- [Task to carry out]: Show every line from the data below that includes "static".

- [Input for this task]:
::::

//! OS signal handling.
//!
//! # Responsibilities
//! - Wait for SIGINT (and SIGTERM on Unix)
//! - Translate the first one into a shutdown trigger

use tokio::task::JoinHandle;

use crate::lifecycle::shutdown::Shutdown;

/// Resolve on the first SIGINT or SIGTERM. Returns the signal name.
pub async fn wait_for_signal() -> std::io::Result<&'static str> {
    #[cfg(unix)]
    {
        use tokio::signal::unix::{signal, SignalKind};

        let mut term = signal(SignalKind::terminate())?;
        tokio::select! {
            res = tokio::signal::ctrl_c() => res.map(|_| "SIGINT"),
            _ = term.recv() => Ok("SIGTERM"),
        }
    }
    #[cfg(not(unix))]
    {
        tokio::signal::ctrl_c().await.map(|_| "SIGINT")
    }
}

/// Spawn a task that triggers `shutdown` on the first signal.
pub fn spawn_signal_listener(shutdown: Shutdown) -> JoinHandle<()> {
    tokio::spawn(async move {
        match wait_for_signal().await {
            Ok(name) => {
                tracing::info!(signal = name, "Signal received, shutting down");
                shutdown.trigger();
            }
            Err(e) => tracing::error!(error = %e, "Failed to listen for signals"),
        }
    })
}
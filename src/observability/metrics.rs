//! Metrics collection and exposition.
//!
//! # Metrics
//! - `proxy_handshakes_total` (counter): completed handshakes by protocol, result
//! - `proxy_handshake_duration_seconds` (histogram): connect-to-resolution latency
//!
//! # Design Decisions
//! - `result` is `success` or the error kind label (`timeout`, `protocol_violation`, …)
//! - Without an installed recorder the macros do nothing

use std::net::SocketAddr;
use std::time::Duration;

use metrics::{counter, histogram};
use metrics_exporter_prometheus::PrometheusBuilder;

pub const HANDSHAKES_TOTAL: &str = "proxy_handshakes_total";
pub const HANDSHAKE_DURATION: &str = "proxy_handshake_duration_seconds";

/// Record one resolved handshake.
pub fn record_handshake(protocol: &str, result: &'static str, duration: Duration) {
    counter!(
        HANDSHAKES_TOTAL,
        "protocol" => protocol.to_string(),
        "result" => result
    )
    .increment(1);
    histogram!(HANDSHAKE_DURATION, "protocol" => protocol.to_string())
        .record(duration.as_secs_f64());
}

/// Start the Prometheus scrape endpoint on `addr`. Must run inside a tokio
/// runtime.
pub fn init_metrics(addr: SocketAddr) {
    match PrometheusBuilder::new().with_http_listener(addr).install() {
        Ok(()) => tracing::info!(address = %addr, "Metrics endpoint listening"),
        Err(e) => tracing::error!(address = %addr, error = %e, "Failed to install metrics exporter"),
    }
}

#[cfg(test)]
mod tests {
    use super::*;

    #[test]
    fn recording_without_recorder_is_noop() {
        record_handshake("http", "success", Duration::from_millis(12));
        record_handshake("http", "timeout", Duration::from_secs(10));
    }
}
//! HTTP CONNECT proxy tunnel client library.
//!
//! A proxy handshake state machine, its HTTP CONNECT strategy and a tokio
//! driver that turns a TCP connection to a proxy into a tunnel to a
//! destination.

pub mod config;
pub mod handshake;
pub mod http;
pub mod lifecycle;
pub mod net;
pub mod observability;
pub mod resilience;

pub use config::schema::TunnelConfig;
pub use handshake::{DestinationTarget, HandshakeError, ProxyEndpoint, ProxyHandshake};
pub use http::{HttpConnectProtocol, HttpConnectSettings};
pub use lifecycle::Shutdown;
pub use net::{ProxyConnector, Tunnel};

::::

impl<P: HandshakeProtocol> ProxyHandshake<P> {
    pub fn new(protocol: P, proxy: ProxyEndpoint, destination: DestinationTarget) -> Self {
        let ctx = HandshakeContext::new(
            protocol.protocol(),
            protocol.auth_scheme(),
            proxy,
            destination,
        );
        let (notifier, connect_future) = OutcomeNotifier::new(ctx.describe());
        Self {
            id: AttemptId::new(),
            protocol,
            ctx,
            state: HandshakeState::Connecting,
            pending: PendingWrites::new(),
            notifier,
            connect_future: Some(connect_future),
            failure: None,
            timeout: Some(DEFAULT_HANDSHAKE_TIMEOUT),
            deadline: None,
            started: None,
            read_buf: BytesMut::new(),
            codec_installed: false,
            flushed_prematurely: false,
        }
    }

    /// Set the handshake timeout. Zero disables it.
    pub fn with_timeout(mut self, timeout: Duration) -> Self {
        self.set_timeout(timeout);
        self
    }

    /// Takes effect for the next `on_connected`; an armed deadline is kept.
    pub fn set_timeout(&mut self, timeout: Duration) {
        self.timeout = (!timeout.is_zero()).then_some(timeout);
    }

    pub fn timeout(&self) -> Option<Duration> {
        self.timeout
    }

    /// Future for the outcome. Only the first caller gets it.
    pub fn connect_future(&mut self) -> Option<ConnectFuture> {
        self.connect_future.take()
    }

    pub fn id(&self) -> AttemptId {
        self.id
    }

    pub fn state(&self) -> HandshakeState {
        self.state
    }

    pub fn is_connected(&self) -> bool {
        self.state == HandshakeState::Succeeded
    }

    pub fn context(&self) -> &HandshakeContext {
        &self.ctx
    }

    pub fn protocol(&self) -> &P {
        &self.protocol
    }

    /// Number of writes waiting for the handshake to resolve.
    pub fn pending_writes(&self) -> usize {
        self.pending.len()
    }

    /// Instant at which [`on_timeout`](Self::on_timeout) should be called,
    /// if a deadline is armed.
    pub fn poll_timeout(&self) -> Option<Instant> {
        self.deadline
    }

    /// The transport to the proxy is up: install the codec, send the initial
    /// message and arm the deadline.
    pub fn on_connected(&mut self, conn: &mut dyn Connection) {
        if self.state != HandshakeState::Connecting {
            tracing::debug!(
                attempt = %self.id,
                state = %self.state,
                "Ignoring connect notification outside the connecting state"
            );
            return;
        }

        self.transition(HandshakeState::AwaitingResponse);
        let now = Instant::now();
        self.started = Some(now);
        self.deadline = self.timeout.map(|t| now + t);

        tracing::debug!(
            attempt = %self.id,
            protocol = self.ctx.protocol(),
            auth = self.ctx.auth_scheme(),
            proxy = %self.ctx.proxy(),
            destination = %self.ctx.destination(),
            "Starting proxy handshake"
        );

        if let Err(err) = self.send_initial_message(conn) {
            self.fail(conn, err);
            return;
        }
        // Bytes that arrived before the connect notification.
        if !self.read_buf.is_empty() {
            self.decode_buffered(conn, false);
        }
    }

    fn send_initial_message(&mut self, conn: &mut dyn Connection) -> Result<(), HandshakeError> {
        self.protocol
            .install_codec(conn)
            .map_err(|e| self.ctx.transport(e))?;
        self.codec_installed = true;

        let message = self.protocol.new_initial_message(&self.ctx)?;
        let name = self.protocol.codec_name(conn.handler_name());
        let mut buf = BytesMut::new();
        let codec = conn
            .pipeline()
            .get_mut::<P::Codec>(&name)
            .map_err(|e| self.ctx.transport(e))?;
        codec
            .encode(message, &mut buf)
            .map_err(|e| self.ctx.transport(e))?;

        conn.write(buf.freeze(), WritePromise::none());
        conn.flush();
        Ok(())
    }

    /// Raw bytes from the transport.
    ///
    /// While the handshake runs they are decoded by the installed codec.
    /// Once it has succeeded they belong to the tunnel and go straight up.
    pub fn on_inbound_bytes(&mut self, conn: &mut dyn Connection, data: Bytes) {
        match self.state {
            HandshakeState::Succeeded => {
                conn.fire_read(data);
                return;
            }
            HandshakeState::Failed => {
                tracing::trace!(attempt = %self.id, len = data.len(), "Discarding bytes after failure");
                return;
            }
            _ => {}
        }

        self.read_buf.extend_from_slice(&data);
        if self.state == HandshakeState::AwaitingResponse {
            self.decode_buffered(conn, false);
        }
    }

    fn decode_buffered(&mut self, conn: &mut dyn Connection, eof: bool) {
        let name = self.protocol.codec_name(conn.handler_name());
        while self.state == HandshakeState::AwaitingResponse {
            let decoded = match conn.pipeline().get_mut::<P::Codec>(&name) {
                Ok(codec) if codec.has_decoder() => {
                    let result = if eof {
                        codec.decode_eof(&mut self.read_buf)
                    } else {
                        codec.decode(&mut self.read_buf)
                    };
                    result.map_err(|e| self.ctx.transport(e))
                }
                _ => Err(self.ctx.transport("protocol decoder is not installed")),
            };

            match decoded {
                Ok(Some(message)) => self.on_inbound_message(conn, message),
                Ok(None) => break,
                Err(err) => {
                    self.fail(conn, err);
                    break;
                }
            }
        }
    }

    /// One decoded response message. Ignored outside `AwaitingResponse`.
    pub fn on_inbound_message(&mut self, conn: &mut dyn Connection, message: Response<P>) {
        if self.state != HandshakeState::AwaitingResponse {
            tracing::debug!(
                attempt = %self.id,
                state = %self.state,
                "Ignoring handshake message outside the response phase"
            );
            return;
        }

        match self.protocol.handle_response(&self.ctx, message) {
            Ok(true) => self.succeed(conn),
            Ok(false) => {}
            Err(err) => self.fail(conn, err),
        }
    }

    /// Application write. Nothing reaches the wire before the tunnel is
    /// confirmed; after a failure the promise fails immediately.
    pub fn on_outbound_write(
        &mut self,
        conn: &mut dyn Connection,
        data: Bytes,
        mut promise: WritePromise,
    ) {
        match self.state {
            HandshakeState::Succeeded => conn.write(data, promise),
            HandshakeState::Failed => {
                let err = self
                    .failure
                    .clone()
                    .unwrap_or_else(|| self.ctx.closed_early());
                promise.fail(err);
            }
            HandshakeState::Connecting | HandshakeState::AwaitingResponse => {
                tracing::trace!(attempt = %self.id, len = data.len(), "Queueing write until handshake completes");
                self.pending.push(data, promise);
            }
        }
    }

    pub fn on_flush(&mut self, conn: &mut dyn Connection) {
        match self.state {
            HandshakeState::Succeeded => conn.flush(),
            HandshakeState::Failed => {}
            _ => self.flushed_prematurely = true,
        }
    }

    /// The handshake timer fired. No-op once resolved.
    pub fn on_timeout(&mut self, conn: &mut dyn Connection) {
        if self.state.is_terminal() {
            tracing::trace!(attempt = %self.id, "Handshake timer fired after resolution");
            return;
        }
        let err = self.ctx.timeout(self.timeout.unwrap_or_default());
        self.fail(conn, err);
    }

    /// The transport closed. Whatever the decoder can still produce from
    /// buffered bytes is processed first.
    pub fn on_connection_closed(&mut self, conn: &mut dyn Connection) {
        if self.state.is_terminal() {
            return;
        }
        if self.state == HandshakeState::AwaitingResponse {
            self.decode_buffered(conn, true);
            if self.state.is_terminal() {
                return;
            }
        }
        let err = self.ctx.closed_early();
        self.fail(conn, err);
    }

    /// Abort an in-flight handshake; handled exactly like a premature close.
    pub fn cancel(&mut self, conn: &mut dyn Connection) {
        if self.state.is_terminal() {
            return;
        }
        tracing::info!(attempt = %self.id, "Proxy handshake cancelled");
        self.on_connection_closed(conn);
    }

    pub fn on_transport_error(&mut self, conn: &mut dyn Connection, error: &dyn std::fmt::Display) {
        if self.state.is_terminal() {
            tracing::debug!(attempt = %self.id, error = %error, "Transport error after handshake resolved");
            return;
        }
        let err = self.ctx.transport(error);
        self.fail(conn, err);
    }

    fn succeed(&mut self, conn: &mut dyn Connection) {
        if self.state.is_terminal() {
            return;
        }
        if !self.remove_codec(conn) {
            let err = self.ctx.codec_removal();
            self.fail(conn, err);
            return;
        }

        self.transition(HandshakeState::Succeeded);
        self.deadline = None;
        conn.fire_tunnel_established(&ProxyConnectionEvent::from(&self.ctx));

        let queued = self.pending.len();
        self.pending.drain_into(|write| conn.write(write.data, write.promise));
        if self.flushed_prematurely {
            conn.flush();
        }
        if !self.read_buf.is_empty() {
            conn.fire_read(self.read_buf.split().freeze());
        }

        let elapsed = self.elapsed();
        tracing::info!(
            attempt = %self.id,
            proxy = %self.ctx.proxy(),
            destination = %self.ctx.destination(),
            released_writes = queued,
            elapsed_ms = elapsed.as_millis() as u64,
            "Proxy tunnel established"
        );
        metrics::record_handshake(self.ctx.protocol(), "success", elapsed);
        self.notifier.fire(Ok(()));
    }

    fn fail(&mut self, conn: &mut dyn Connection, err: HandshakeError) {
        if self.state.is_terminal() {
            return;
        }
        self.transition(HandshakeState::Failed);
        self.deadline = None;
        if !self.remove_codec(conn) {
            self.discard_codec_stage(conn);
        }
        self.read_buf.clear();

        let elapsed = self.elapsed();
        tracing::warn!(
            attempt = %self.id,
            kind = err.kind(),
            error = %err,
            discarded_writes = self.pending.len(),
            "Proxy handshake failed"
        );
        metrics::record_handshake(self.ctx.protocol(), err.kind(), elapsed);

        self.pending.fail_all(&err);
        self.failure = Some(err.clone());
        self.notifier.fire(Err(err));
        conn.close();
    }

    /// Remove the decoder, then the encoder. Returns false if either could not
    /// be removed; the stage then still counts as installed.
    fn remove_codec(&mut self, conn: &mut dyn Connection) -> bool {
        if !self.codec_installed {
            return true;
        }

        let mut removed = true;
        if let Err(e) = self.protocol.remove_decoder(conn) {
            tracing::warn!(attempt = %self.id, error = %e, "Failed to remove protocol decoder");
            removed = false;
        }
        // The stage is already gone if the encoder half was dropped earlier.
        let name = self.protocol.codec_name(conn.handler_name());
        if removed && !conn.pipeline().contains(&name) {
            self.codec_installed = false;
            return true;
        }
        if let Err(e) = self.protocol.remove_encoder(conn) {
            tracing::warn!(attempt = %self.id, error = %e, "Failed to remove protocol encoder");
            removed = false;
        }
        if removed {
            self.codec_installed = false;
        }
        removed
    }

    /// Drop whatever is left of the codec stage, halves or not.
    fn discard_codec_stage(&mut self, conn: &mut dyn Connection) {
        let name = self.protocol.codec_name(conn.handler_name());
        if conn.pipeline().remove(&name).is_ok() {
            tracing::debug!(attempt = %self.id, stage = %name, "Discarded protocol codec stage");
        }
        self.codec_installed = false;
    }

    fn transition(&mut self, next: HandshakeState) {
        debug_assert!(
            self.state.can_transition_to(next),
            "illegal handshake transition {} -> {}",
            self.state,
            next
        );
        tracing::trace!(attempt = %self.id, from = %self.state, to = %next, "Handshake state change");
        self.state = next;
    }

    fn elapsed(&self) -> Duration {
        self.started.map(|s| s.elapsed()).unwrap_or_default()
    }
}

::::

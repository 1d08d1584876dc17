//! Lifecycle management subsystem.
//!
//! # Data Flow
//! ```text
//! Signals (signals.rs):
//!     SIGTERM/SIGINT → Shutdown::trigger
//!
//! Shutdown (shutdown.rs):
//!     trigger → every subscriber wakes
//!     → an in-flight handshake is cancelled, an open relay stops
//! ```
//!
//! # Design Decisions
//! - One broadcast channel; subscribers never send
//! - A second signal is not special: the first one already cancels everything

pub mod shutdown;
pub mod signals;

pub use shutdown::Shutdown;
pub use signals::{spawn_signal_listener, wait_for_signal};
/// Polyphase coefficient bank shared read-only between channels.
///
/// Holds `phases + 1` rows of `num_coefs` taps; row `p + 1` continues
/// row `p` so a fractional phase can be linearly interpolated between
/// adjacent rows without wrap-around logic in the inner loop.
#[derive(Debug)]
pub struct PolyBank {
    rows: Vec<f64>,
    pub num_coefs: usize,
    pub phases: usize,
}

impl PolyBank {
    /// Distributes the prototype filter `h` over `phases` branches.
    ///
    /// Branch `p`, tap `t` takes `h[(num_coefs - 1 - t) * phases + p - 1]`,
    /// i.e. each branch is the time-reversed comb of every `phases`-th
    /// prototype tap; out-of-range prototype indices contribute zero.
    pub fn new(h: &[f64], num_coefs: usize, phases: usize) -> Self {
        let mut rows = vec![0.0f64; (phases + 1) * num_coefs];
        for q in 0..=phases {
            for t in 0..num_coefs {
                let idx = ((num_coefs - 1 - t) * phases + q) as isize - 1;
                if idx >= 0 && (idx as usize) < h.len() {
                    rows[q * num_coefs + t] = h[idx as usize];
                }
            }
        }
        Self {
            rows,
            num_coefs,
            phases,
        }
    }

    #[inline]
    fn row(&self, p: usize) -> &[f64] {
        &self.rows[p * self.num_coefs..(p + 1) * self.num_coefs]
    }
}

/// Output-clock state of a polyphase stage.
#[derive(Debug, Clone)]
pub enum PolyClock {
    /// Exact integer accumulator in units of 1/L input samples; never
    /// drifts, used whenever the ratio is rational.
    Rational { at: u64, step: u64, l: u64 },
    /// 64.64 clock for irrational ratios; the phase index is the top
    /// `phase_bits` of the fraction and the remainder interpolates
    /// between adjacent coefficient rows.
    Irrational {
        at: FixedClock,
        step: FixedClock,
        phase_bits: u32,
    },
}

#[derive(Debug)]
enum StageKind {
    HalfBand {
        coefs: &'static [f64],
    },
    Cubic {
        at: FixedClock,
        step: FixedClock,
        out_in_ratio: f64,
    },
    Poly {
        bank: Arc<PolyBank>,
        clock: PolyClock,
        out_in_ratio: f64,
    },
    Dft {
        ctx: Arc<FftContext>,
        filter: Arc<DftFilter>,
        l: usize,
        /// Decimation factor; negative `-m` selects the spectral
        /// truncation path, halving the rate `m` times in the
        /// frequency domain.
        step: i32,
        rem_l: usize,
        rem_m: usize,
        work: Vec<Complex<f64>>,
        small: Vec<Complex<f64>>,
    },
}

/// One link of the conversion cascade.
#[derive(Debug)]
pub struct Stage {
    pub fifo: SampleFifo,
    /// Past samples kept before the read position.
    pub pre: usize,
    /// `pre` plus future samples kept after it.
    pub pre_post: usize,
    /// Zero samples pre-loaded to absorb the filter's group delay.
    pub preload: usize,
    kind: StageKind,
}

::::

- [The answer]:
pub async fn wait_for_signal() -> std::io::Result<&'static str> {
pub fn record_handshake(protocol: &str, result: &'static str, duration: Duration) {
        coefs: &'static [f64],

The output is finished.